BRIEF: Once the records below have been read, copy them all out exactly.

(Saved data entries)
----

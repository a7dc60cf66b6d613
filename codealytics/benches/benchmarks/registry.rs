use std::{
    cmp::{max, min},
    time::Instant,
};

use codealytics::{AnalyticsError, Registry};
use criterion::Criterion;
use rand::Rng;

const METRIC_COUNT: usize = 64;

fn registry() -> Registry {
    let registry = Registry::new();
    for i in 0..METRIC_COUNT {
        registry
            .add_value(format!("metric_{i:02}"), 0_u64, false)
            .expect("generated identifiers are valid");
    }
    registry
        .add_provider("provided", || 42_u64, false)
        .expect("valid identifier");
    registry
}

fn increment(registry: &Registry, id: &str) {
    loop {
        match registry.update_with(id, |value: u64| value + 1, None) {
            Err(AnalyticsError::Conflict { .. }) => continue,
            result => {
                result.expect("registered u64 metric");
                return;
            }
        }
    }
}

pub fn reads(criterion: &mut Criterion) {
    let mut group = criterion.benchmark_group("reads");
    group.throughput(criterion::Throughput::Elements(1));
    let registry = registry();

    group.bench_function("value", |bencher| {
        bencher.iter(|| registry.get::<u64>("metric_07").expect("registered"));
    });
    group.bench_function("provider", |bencher| {
        bencher.iter(|| registry.get::<u64>("provided").expect("registered"));
    });
    group.bench_function("exists", |bencher| {
        bencher.iter(|| registry.exists("metric_63").expect("valid identifier"));
    });
}

pub fn contended_updates(criterion: &mut Criterion) {
    let mut group = criterion.benchmark_group("contended_updates");
    group.throughput(criterion::Throughput::Elements(1));
    let registry = registry();

    for threads in [1, 2, 4, 8, 16] {
        group.bench_function(format!("concurrency-{threads:02}"), |bencher| {
            bencher.iter_custom(|iterations| {
                let thread_count = max(1, min(threads, iterations));
                let iterations_per_thread = iterations / thread_count;

                let start = Instant::now();
                std::thread::scope(|scope| {
                    for _ in 0..thread_count {
                        scope.spawn(|| {
                            for _ in 0..iterations_per_thread {
                                increment(&registry, "metric_00");
                            }
                        });
                    }
                });
                start.elapsed()
            });
        });
    }
}

pub fn spread_updates(criterion: &mut Criterion) {
    let mut group = criterion.benchmark_group("spread_updates");
    group.throughput(criterion::Throughput::Elements(1));
    let registry = registry();
    let ids: Vec<String> = (0..METRIC_COUNT).map(|i| format!("metric_{i:02}")).collect();

    for threads in [1, 2, 4, 8, 16] {
        group.bench_function(format!("concurrency-{threads:02}"), |bencher| {
            bencher.iter_custom(|iterations| {
                let thread_count = max(1, min(threads, iterations));
                let iterations_per_thread = iterations / thread_count;

                let start = Instant::now();
                std::thread::scope(|scope| {
                    for _ in 0..thread_count {
                        scope.spawn(|| {
                            let mut rng = rand::thread_rng();
                            for _ in 0..iterations_per_thread {
                                let id = &ids[rng.gen_range(0..ids.len())];
                                increment(&registry, id);
                            }
                        });
                    }
                });
                start.elapsed()
            });
        });
    }
}

criterion::criterion_group!(benches, reads, contended_updates, spread_updates);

----

COMPLETED TASK:
repository a7dc60cf66b6d613
filename codealytics/benches/benchmarks/registry.rs
use std::{
    cmp::{max, min},
    time::Instant,
};

use codealytics::{AnalyticsError, Registry};
use criterion::Criterion;
use rand::Rng;

const METRIC_COUNT: usize = 64;

fn registry() -> Registry {
    let registry = Registry::new();
    for i in 0..METRIC_COUNT {
        registry
            .add_value(format!("metric_{i:02}"), 0_u64, false)
            .expect("generated identifiers are valid");
    }
    registry
        .add_provider("provided", || 42_u64, false)
        .expect("valid identifier");
    registry
}

fn increment(registry: &Registry, id: &str) {
    loop {
        match registry.update_with(id, |value: u64| value + 1, None) {
            Err(AnalyticsError::Conflict { .. }) => continue,
            result => {
                result.expect("registered u64 metric");
                return;
            }
        }
    }
}

pub fn reads(criterion: &mut Criterion) {
    let mut group = criterion.benchmark_group("reads");
    group.throughput(criterion::Throughput::Elements(1));
    let registry = registry();

    group.bench_function("value", |bencher| {
        bencher.iter(|| registry.get::<u64>("metric_07").expect("registered"));
    });
    group.bench_function("provider", |bencher| {
        bencher.iter(|| registry.get::<u64>("provided").expect("registered"));
    });
    group.bench_function("exists", |bencher| {
        bencher.iter(|| registry.exists("metric_63").expect("valid identifier"));
    });
}

pub fn contended_updates(criterion: &mut Criterion) {
    let mut group = criterion.benchmark_group("contended_updates");
    group.throughput(criterion::Throughput::Elements(1));
    let registry = registry();

    for threads in [1, 2, 4, 8, 16] {
        group.bench_function(format!("concurrency-{threads:02}"), |bencher| {
            bencher.iter_custom(|iterations| {
                let thread_count = max(1, min(threads, iterations));
                let iterations_per_thread = iterations / thread_count;

                let start = Instant::now();
                std::thread::scope(|scope| {
                    for _ in 0..thread_count {
                        scope.spawn(|| {
                            for _ in 0..iterations_per_thread {
                                increment(&registry, "metric_00");
                            }
                        });
                    }
                });
                start.elapsed()
            });
        });
    }
}

pub fn spread_updates(criterion: &mut Criterion) {
    let mut group = criterion.benchmark_group("spread_updates");
    group.throughput(criterion::Throughput::Elements(1));
    let registry = registry();
    let ids: Vec<String> = (0..METRIC_COUNT).map(|i| format!("metric_{i:02}")).collect();

    for threads in [1, 2, 4, 8, 16] {
        group.bench_function(format!("concurrency-{threads:02}"), |bencher| {
            bencher.iter_custom(|iterations| {
                let thread_count = max(1, min(threads, iterations));
                let iterations_per_thread = iterations / thread_count;

                let start = Instant::now();
                std::thread::scope(|scope| {
                    for _ in 0..thread_count {
                        scope.spawn(|| {
                            let mut rng = rand::thread_rng();
                            for _ in 0..iterations_per_thread {
                                let id = &ids[rng.gen_range(0..ids.len())];
                                increment(&registry, id);
                            }
                        });
                    }
                });
                start.elapsed()
            });
        });
    }
}

criterion::criterion_group!(benches, reads, contended_updates, spread_updates);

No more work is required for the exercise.